Some arrangements for a proper visit were made with my usual exploring buddy Treadstone. I loved it down here, it's filthy and wet and oily and grimy and dark and dangerous and brilliant although a bitch to take photos of owing to the almost total darkness. I think I saw about 2/3rds of the place in total which means a revisit is definitely in order soon.

Some history (from http://www.british-history.ac.uk/report.aspx?compid=36177)



> In 1854 J. S. Nettlefold, a Birmingham screw manufacturer, had revolutionized his industry by introducing automated American machinery. Room was needed to house this; Nettlefold, joined by his brother-in-law Joseph Chamberlain, father of the statesman, established the Heath Street Works in Cranford Street, Smethwick. The firm (until 1874 Nettlefold & Chamberlain and then Nettlefolds Ltd.) dominated the market by the mid 1860s. Among those prominent in its development was the younger Joseph Chamberlain, who joined it in 1854 and soon afterwards took charge of the commercial side of the organization. He became a partner in 1869 and remained with the firm until 1874, when he retired to devote himself to politics. The firm had by then begun to acquire additional premises. In 1869 it bought the Imperial Mills, which stood on the north side of Cranford Street, opposite the Heath Street Works. The mills were converted for the manufacture of nuts and bolts, and a wire-drawing mill, a bar shop, and a nail-making shop were built. In 1880, the year in which it became a limited company, Nettlefolds took over one of its local rivals, the Birmingham Screw Co., which had set up its St. George's Works in Grove Lane in 1868. The newly acquired works was almost as large as the Heath Street Works and faced it from the opposite bank of the Birmingham Canal.
> 
> Although the firm continued to expand, its profits fluctuated considerably during the last twenty years of the 19th century, and in 1902 the merger for which Arthur Keen had been working took place: Nettlefolds joined Guest, Keen & Co. to form Guest, Keen & Nettlefolds Ltd. By the outbreak of the First World War the new company produced over half the screws and about a quarter of the nuts and bolts made in the country. The amalgamation made the firm the largest employer in the town. In the late 1960s the headquarters of Guest, Keen & Nettlefolds Ltd., by then an investment company, adjoined the Heath Street Works, a 50-acre complex run by G.K.N. Screws and Fasteners Ltd. and employing some 4,500 people. G.K.N. had several other subsidiaries in Smethwick. G.K.N. Distributors Ltd. had its headquarters at the London Works, while G.K.N. Group Services Ltd. was in Cranford Street, G.K.N. Reinforcements Ltd. in Alma Street, and G.K.N. Fasteners Corrosion Laboratory in Abberley Street. Smethwick Drop Forgings Ltd. of Rolfe Street, acquired by G.K.N. in 1963, was run as a subsidiary of G.K.N. Forgings Ltd.

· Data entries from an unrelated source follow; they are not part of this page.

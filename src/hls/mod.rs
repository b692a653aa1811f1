//! HLS playlist handling: classification of upstream responses and
//! line-level URI rewriting.

pub mod classify;
pub mod rewriter;

pub use classify::{Verdict, classify, passthrough_content_type, sniff_playlist};
pub use rewriter::{PlaylistLine, RewriteContext, RewriteError, RewrittenPlaylist};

Now some from the old GKN works which later became an industrial estate and until recently karting was held on the flat expanse of ground. A sizeable chunk has been demolished although it doesn't look like any work has taken place recently.






Unfortunately we couldn't find a way into this other building short of using a boat or walking right through a bus garage









































And lastly, one of the only things left that proves this was once a massive screw factory...






Thanks for looking, more here http://www.flickr.com/photos/mookie427/sets/72157628375123527/


----------



## Pincheck

really nice stuff mate well doen


----------



## urbanisle

Love it, great pics !


----------



## mookster

Cheers, I can't wait to get back down there and finish it off


----------



## TeeJF

Can we come too??? Great pix Mooks, looks a well comprehensive set of tunnels! Good job.


----------



## Derelict-UK

Blimey, they have demolished the large glassed roofed building, That must have been done for the Sandwell Hospital.

The building that you couldn't get into can be partially accessed via the roof but you can't actually get to the lower floors.

The Karting track hasn't been there for well over 6 years or so. It was last used as a building merchants.


----------



## night crawler

Nice report Mooster hard to belive they used the tunnels as a factory in the war


----------



## Derelict-UK

If you do go back, the truck yard on the other side of the road has some bomb shelters built next to the canal bank on the far end of the car park.


----------



## mookster

Derelict-UK said:


> Blimey, they have demolished the large glassed roofed building, That must have been done for the Sandwell Hospital.
> 
> The building that you couldn't get into can be partially accessed via the roof but you can't actually get to the lower floors.
> 
> The Karting track hasn't been there for well over 6 years or so. It was last used as a building merchants.



Thanks for that info! That explains all the new bricks lying around then. Real shame a lot of the sheds have been demolished but it's the underground stuff which is of major interest...


----------



## Derelict-UK

In one of the very far tunnels there is an extracting/conditioning fan? and also some old drinks cans. These pictures are from my visit back in March 2007...


----------



## mookster

Oh nice! Gives me something to hunt for in my next trip as we didn't venture right down the far ends this time, determined to give it a proper going over.


----------



## Engineer

Derelict-UK said:


> If you do go back, the truck yard on the other side of the road has some bomb shelters built next to the canal bank on the far end of the car park.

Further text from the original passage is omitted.